How do you answer the hard questions when you don’t have the answers?

Happy Birthday to you, Happy Birthday to you, Happy Birthday dear Jaxson, Happy Birthday to you.

We went to a birthday party for our little best friend, Jaxson, this weekend. My kids love birthday parties because it usually means cake, ice-cream and extra fun. Although this party had all of those things, it was different. It was different because Jaxson was not there to celebrate with us; Jaxson was celebrating with the angels and our little best friend had a royal audience.

It’s been six months since Jesus called Jaxson home and my throat still seizes when I think about it. As an adult, I’ve suffered loss, but my children – my sweet, innocent babies – shouldn’t be introduced to it this young. They’ve suffered loss already in the form of an Uncle and a dear goldfish, but never a peer. Things suddenly change when they can relate to the age of the child and questions flow like water from a tap.

How do you answer the hard questions when you don’t have the answers?

Having a child with an anxiety disorder forces me to think about my every response. Will this initiate a litany of other questions? Will this send him into an anxiety attack? Will this be something he’s rehashing with me in three weeks? He’s logical, an over thinker and a soft heart. He doesn’t understand death and he struggles showing or understanding appropriate emotions. Honestly, he doesn’t put his underwear on correctly most of the time so to expect him to grasp these concepts is simply outlandish.

So when it was time to go to the birthday party, I knew it would send his little brain into overdrive and when he utters, “But why did God take Jaxson? There were so many other people he could have had.” my heart sinks.

How do you answer the hard questions when you don’t have the answers?

We talk about purpose and that we each have a job to do on Earth. We talk about Jaxson’s purpose and that he must have been really good at his job. We talk about happy memories and love and how it’s okay to be sad or to cry.

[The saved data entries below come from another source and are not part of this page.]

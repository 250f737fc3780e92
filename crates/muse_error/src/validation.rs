//! Validation error types.

/// Request validation error with source location.
///
/// Raised before any upstream call when required input is missing or
/// malformed. Maps to HTTP 400 at the front door.
#[derive(Debug, Clone)]
pub struct ValidationError {
    /// Error message
    pub message: String,
    /// Line number where the error occurred
    pub line: u32,
    /// File where the error occurred
    pub file: &'static str,
}

impl ValidationError {
    /// Create a new ValidationError with the given message at the current location.
    ///
    /// # Examples
    ///
    /// ```
    /// use muse_error::ValidationError;
    ///
    /// let err = ValidationError::new("Missing prompt");
    /// assert!(err.message.contains("prompt"));
    /// ```
    #[track_caller]
    pub fn new(message: impl Into<String>) -> Self {
        let location = std::panic::Location::caller();
        Self {
            message: message.into(),
            line: location.line(),
            file: location.file(),
        }
    }
}

impl std::fmt::Display for ValidationError {
    fn fmt(&self, f: &mut std::fmt::Formatter<'_>) -> std::fmt::Result {
        write!(
            f,
            "Validation Error: {} at line {} in {}",
            self.message, self.line, self.file
        )
    }
}

impl std::error::Error for ValidationError {}
//! Image-conditioned client for upscale and img2img upstreams.

use crate::dto::{ConditionedRequest, MediaResponse};
use crate::Backend;
use async_trait::async_trait;
use base64::{engine::general_purpose::STANDARD, Engine};
use muse_core::{BackendCall, BackendOutput};
use muse_error::CandidateError;
use reqwest::Client;
use tracing::{debug, error, instrument};

/// Client for endpoints that transform an existing image (upscale, img2img).
///
/// The source bytes arrive already resolved; this client only encodes them
/// for transport. Resolution happens once per request, upstream of fallback.
#[derive(Debug, Clone)]
pub struct ConditionedClient {
    client: Client,
    api_key: Option<String>,
    model: String,
    base_url: String,
    candidate_id: String,
}

impl ConditionedClient {
    /// Creates a new image-conditioned client.
    pub fn new(
        candidate_id: impl Into<String>,
        api_key: Option<String>,
        model: impl Into<String>,
        base_url: impl Into<String>,
    ) -> Self {
        let model = model.into();
        debug!(model = %model, "Created conditioned client");
        Self {
            client: Client::new(),
            api_key,
            model,
            base_url: base_url.into(),
            candidate_id: candidate_id.into(),
        }
    }
}

#[async_trait]
impl Backend for ConditionedClient {
    fn id(&self) -> &str {
        &self.candidate_id
    }

    #[instrument(skip(self, call), fields(model = %self.model))]
    async fn invoke(&self, call: &BackendCall) -> Result<BackendOutput, CandidateError> {
        let BackendCall::Conditioned { prompt, image } = call else {
            return Err(CandidateError::new(
                &self.candidate_id,
                "conditioned backend received an unconditioned call shape",
            ));
        };

        let api_key = self.api_key.as_ref().ok_or_else(|| {
            CandidateError::new(&self.candidate_id, "gemini credential not configured")
        })?;

        let request = ConditionedRequest::new(prompt.clone(), STANDARD.encode(image));
        let url = format!("{}/models/{}:editImage", self.base_url, self.model);

        debug!(model = %self.model, image_bytes = image.len(), "Sending conditioned request");

        let response = self
            .client
            .post(&url)
            .header("x-goog-api-key", api_key)
            .json(&request)
            .send()
            .await
            .map_err(|e| {
                error!(model = %self.model, error = ?e, "HTTP request failed");
                CandidateError::new(&self.candidate_id, format!("request failed: {}", e))
            })?;

        let status = response.status();
        if !status.is_success() {
            let error_text = response.text().await.unwrap_or_default();
            error!(model = %self.model, status = %status, error = %error_text, "API error");
            return Err(CandidateError::new(
                &self.candidate_id,
                format!("status {}: {}", status.as_u16(), error_text),
            ));
        }

        let body: MediaResponse = response.json().await.map_err(|e| {
            error!(model = %self.model, error = ?e, "Failed to parse response");
            CandidateError::new(&self.candidate_id, format!("failed to parse JSON: {}", e))
        })?;

        let prediction = body.predictions.into_iter().next().ok_or_else(|| {
            CandidateError::new(&self.candidate_id, "response carried no predictions")
        })?;
        let encoded = prediction.bytes_base64_encoded.ok_or_else(|| {
            CandidateError::new(&self.candidate_id, "prediction carried no payload")
        })?;
        let data = STANDARD.decode(encoded.as_bytes()).map_err(|e| {
            CandidateError::new(&self.candidate_id, format!("invalid base64 payload: {}", e))
        })?;

        Ok(BackendOutput::Binary {
            mime: prediction.mime_type,
            data,
        })
    }
}
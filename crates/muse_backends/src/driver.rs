//! The backend driver trait.

use async_trait::async_trait;
use muse_core::{BackendCall, BackendOutput};
use muse_error::CandidateError;

/// One upstream inference backend, addressable as a fallback candidate.
///
/// Implementations are stateless aside from their HTTP client and
/// credentials, so a single instance serves concurrent requests.
#[async_trait]
pub trait Backend: Send + Sync {
    /// Candidate identifier, as it appears in the category's fallback list.
    fn id(&self) -> &str;

    /// Invoke the backend with a prepared call shape.
    ///
    /// # Errors
    ///
    /// Returns a [`CandidateError`] on any failure: transport, quota, missing
    /// credential, or a response the adapter cannot classify.
    async fn invoke(&self, call: &BackendCall) -> Result<BackendOutput, CandidateError>;
}
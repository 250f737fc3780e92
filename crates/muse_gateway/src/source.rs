//! One-time resolution of image sources for conditioned categories.

use base64::{engine::general_purpose::STANDARD, Engine};
use muse_core::MediaSource;
use muse_error::{HttpError, MuseResult, ValidationError};
use tracing::{debug, instrument};

/// Resolve a media source to a single byte buffer.
///
/// Called exactly once per request, before the first candidate attempt; the
/// buffer is reused across all fallback attempts so a slow remote source is
/// never re-fetched per candidate.
///
/// # Errors
///
/// A remote fetch failure surfaces as an HTTP error; an undecodable data URI
/// is a validation error since the payload came from the caller.
#[instrument(skip(source))]
pub async fn resolve_image_source(source: &MediaSource) -> MuseResult<Vec<u8>> {
    match source {
        MediaSource::Url(url) => {
            debug!(url = %url, "Fetching source image");
            let response = reqwest::get(url)
                .await
                .map_err(|e| HttpError::new(format!("failed to fetch source image: {}", e)))?;
            let status = response.status();
            if !status.is_success() {
                return Err(HttpError::new(format!(
                    "source image fetch returned status {}",
                    status.as_u16()
                ))
                .into());
            }
            let bytes = response
                .bytes()
                .await
                .map_err(|e| HttpError::new(format!("failed to read source image: {}", e)))?;
            Ok(bytes.to_vec())
        }
        MediaSource::Base64(encoded) => {
            // Accept both bare base64 and a full data URI.
            let payload = match encoded.find("base64,") {
                Some(idx) => &encoded[idx + "base64,".len()..],
                None => encoded.as_str(),
            };
            STANDARD
                .decode(payload.as_bytes())
                .map_err(|e| ValidationError::new(format!("invalid base64 image: {}", e)).into())
        }
        MediaSource::Binary(bytes) => Ok(bytes.clone()),
    }
}

#[cfg(test)]
mod tests {
    use super::*;

    #[tokio::test]
    async fn test_data_uri_decodes() {
        let source = MediaSource::Base64("data:image/png;base64,AQID".to_string());
        assert_eq!(resolve_image_source(&source).await.unwrap(), vec![1, 2, 3]);
    }

    #[tokio::test]
    async fn test_bare_base64_decodes() {
        let source = MediaSource::Base64("AQID".to_string());
        assert_eq!(resolve_image_source(&source).await.unwrap(), vec![1, 2, 3]);
    }

    #[tokio::test]
    async fn test_binary_passes_through() {
        let source = MediaSource::Binary(vec![9, 8, 7]);
        assert_eq!(resolve_image_source(&source).await.unwrap(), vec![9, 8, 7]);
    }

    #[tokio::test]
    async fn test_garbage_base64_is_validation_error() {
        use muse_error::MuseErrorKind;
        let source = MediaSource::Base64("data:image/png;base64,!!!".to_string());
        let err = resolve_image_source(&source).await.unwrap_err();
        assert!(matches!(err.kind(), MuseErrorKind::Validation(_)));
    }
}
//! Static candidate configuration.

use muse_core::Category;
use std::collections::BTreeMap;

/// Category → ordered candidate lists.
///
/// Built once at startup and shared read-only; order encodes fallback
/// priority, best quality and availability first. Never mutated per request.
#[derive(Debug, Clone)]
pub struct CandidateConfig {
    lists: BTreeMap<Category, Vec<&'static str>>,
}

impl CandidateConfig {
    /// The current candidate table.
    pub fn current() -> Self {
        let mut lists: BTreeMap<Category, Vec<&'static str>> = BTreeMap::new();
        lists.insert(
            Category::Text,
            vec![
                "gemini-2.5-flash",
                "gemini-2.0-flash",
                "groq/llama-3.3-70b-versatile",
            ],
        );
        lists.insert(
            Category::Code,
            vec![
                "gemini-2.5-pro",
                "gemini-2.5-flash",
                "groq/llama-3.3-70b-versatile",
            ],
        );
        lists.insert(
            Category::Analysis,
            vec!["gemini-2.5-pro", "gemini-2.5-flash"],
        );
        lists.insert(
            Category::Image,
            vec!["imagen-4.0-generate-001", "gemini-2.5-flash-image"],
        );
        lists.insert(
            Category::Video,
            vec!["veo-3.0-generate-001", "veo-2.0-generate-001"],
        );
        lists.insert(
            Category::Audio,
            vec!["gemini-2.5-flash-tts", "gemini-2.0-flash-tts"],
        );
        lists.insert(Category::Music, vec!["lyria-002"]);
        lists.insert(
            Category::Upscale,
            vec!["gemini-2.5-flash-image", "imagen-3.0-capability-001"],
        );
        lists.insert(
            Category::Img2Img,
            vec!["gemini-2.5-flash-image", "imagen-3.0-capability-001"],
        );
        Self { lists }
    }

    /// Ordered candidates for a category.
    pub fn for_category(&self, category: Category) -> &[&'static str] {
        self.lists
            .get(&category)
            .map(|list| list.as_slice())
            .unwrap_or(&[])
    }

    /// Owned snapshot keyed by category label, for the health report.
    pub fn snapshot(&self) -> BTreeMap<String, Vec<String>> {
        self.lists
            .iter()
            .map(|(category, list)| {
                (
                    category.to_string(),
                    list.iter().map(|c| c.to_string()).collect(),
                )
            })
            .collect()
    }
}

impl Default for CandidateConfig {
    fn default() -> Self {
        Self::current()
    }
}

#[cfg(test)]
mod tests {
    use super::*;
    use strum::IntoEnumIterator;

    #[test]
    fn test_every_category_has_candidates() {
        let config = CandidateConfig::current();
        for category in Category::iter() {
            assert!(
                !config.for_category(category).is_empty(),
                "{} has no candidates",
                category
            );
        }
    }

    #[test]
    fn test_snapshot_matches_lists() {
        let config = CandidateConfig::current();
        let snapshot = config.snapshot();
        assert_eq!(snapshot.len(), Category::iter().count());
        assert_eq!(
            snapshot.get("music").map(|v| v.as_slice()),
            Some(["lyria-002".to_string()].as_slice())
        );
    }
}
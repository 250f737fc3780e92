//! Upstream credential configuration.

use derive_getters::Getters;
use std::collections::BTreeMap;

/// API keys for the upstream providers, read once from the environment.
///
/// Keys are optional: a missing key is reported as absent by the health
/// endpoint and makes the affected candidates fail closed at call time.
/// The key values themselves are never echoed anywhere.
#[derive(Debug, Clone, Default, Getters)]
pub struct Credentials {
    /// Gemini API key (chat, media generation, image editing)
    gemini: Option<String>,
    /// Groq API key (chat fallback candidates)
    groq: Option<String>,
}

impl Credentials {
    /// Read credentials from the environment.
    ///
    /// Reads `GEMINI_API_KEY` and `GROQ_API_KEY`; both are optional.
    pub fn from_env() -> Self {
        Self {
            gemini: std::env::var("GEMINI_API_KEY").ok(),
            groq: std::env::var("GROQ_API_KEY").ok(),
        }
    }

    /// Construct explicit credentials, for tests and the diagnostic harness.
    pub fn new(gemini: Option<String>, groq: Option<String>) -> Self {
        Self { gemini, groq }
    }

    /// Presence booleans per provider, safe to expose over the wire.
    pub fn presence(&self) -> BTreeMap<String, bool> {
        let mut map = BTreeMap::new();
        map.insert("gemini".to_string(), self.gemini.is_some());
        map.insert("groq".to_string(), self.groq.is_some());
        map
    }
}

#[cfg(test)]
mod tests {
    use super::*;

    #[test]
    fn test_presence_never_contains_values() {
        let creds = Credentials::new(Some("super-secret".to_string()), None);
        let presence = creds.presence();
        assert_eq!(presence.get("gemini"), Some(&true));
        assert_eq!(presence.get("groq"), Some(&false));
        let rendered = format!("{:?}", presence);
        assert!(!rendered.contains("super-secret"));
    }
}
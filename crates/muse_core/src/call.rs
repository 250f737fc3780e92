//! Call shapes and options for backend invocations.

use serde::{Deserialize, Serialize};

/// Category-appropriate call shape handed to a backend.
///
/// The fallback executor builds exactly one of these per request and reuses
/// it unchanged across every candidate attempt.
#[derive(Debug, Clone, PartialEq, Serialize, Deserialize)]
pub enum BackendCall {
    /// System + user message pair (text, code, and analysis categories).
    Chat {
        /// Optional system instruction
        system: Option<String>,
        /// User prompt
        user: String,
        /// Token budget
        max_tokens: Option<u32>,
        /// Sampling temperature
        temperature: Option<f32>,
    },
    /// Single-shot generative call (image, video, audio, music categories).
    Generate {
        /// Generation prompt
        prompt: String,
        /// Negative prompt for image-family backends
        negative_prompt: Option<String>,
    },
    /// Binary-conditioned call (upscale and img2img categories).
    ///
    /// The image bytes were resolved exactly once before the first attempt.
    Conditioned {
        /// Target sub-prompt describing the transformation
        prompt: String,
        /// Source image bytes, shared across all fallback attempts
        image: Vec<u8>,
    },
}

/// Per-request call options with the gateway's defaults.
#[derive(Debug, Clone, PartialEq, Serialize, Deserialize, derive_getters::Getters)]
pub struct CallOptions {
    /// System instruction for conversational categories
    system_instruction: Option<String>,
    /// Sampling temperature default
    temperature: Option<f32>,
    /// Token budget default
    max_tokens: Option<u32>,
    /// Negative prompt, only defaulted for image-family categories when the
    /// call shape is built
    negative_prompt: Option<String>,
}

impl CallOptions {
    /// Create options from the raw request fields, applying gateway defaults
    /// where the caller left an override unset.
    pub fn new(
        system_instruction: Option<String>,
        temperature: Option<f32>,
        max_tokens: Option<u32>,
        negative_prompt: Option<String>,
    ) -> Self {
        Self {
            system_instruction,
            temperature: temperature.or(Some(0.7)),
            max_tokens: max_tokens.or(Some(8192)),
            negative_prompt,
        }
    }
}

impl Default for CallOptions {
    fn default() -> Self {
        Self::new(None, None, None, None)
    }
}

We talk about things on a seven-year old level and I pray that he doesn’t need older answers because quite honestly, I just don’t have them.

Exodus 9:16 (NIV)
But I have raised you up for this very purpose, that I might show you my power and that my name might be proclaimed in all the earth.

Selfishly, I wish Jaxson had taken longer to fulfill his purpose; we wanted more time here on Earth with him, but his story is a beautiful story of proclaiming God’s name in all the Earth. Jaxson was small, but mighty and he touched lives across the nation. He spread hope, he promoted BELIEVE and he brought people closer to God.

I don’t have the answers to the hard questions, but He does.

Psalm 34:18 (NIV)
The Lord is close to the brokenhearted and saves those who are crushed in spirit.

2 thoughts on “How do you answer the hard questions when you don’t have the answers?

  1. We experienced the loss of a friend’s child a few years ago… and my kids still ask me why. There are no easy answers, only a lot of praying and hugging them close and telling them how happy Arden must be with Jesus.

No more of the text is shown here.